④放射線ができない場合、今から全摘をするという選択肢も考えられますか。
(母は乗り気ではないです。)

ハーセプチンが6回しかできず、放射線治療も中止となってしまい、とても不安です。
どちらも大変有効な治療と分かっているだけに、母も私も諦めきれない気持ちです。

気持ちが早まっているかもしれませんが、
治療継続を検討してくださる病院があれば転院も視野に入れています。

長文に目を通していただきありがとうございます。

お忙しいところ恐縮ですが、先生のお考えをお聞かせいただければと思います。
どうぞよろしくお願いいたします。

 

田澤先生からの回答

こんにちは田澤です。

最初に「最も重要な大原則」をお示しします。

★術後補助療法は(再発治療とは異なり)「決して生命の危機を招いてはいけない」のです。
★★再発治療の場合には、「再発それ自体が生命の危機を招くリスクがある」ので、時には少々のリスクは覚悟で行いえます。

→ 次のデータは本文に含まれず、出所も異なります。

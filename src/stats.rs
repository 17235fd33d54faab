//! Per-route traffic counters.

use std::sync::atomic::{AtomicU64, Ordering};

#[derive(Debug, Default)]
pub struct RouteStats {
    /// Bytes received from clients of this route.
    recv_client: AtomicU64,

    /// Bytes received from servers of this route.
    recv_server: AtomicU64,

    /// Completed queries.
    queries: AtomicU64,

    /// Total query time in microseconds.
    query_time_us: AtomicU64,
}

impl RouteStats {
    pub fn recv_client(&self, bytes: usize) {
        self.recv_client.fetch_add(bytes as u64, Ordering::Relaxed);
    }

    pub fn recv_server(&self, bytes: usize) {
        self.recv_server.fetch_add(bytes as u64, Ordering::Relaxed);
    }

    pub fn query(&self, micros: u64) {
        self.queries.fetch_add(1, Ordering::Relaxed);
        self.query_time_us.fetch_add(micros, Ordering::Relaxed);
    }

    pub fn total_recv_client(&self) -> u64 {
        self.recv_client.load(Ordering::Relaxed)
    }

    pub fn total_recv_server(&self) -> u64 {
        self.recv_server.load(Ordering::Relaxed)
    }

    pub fn total_queries(&self) -> u64 {
        self.queries.load(Ordering::Relaxed)
    }

    pub fn total_query_time_us(&self) -> u64 {
        self.query_time_us.load(Ordering::Relaxed)
    }
}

「①心不全の治療をしながらの放射線治療、ハーセプチン継続はできないのでしょうか。」
⇒しません。(上記★を、よくご理解ください)

「②また、心臓の回復を待ってからの放射線治療は、間が空きすぎて効果が無いと思われますか。」
⇒効果云々ではなく…
 やはり上記★を考えると、選択肢から外すべきです。(ハーセプチンほどではないとしても)

「③心臓の回復を待ち、ハーセプチンを再開するという選択肢は、先生から見ても無しでしょうか。」
⇒絶対にしません。
 ★★に記載したように、これが「再発治療」であれば「逆に」選択肢にはなりえます。

「④放射線ができない場合、今から全摘をするという選択肢も考えられますか。
(母は乗り気ではないです。)」

⇒乗り気でないのであれば…

 きちんと定期的に超音波でチェックしてもらいましょう。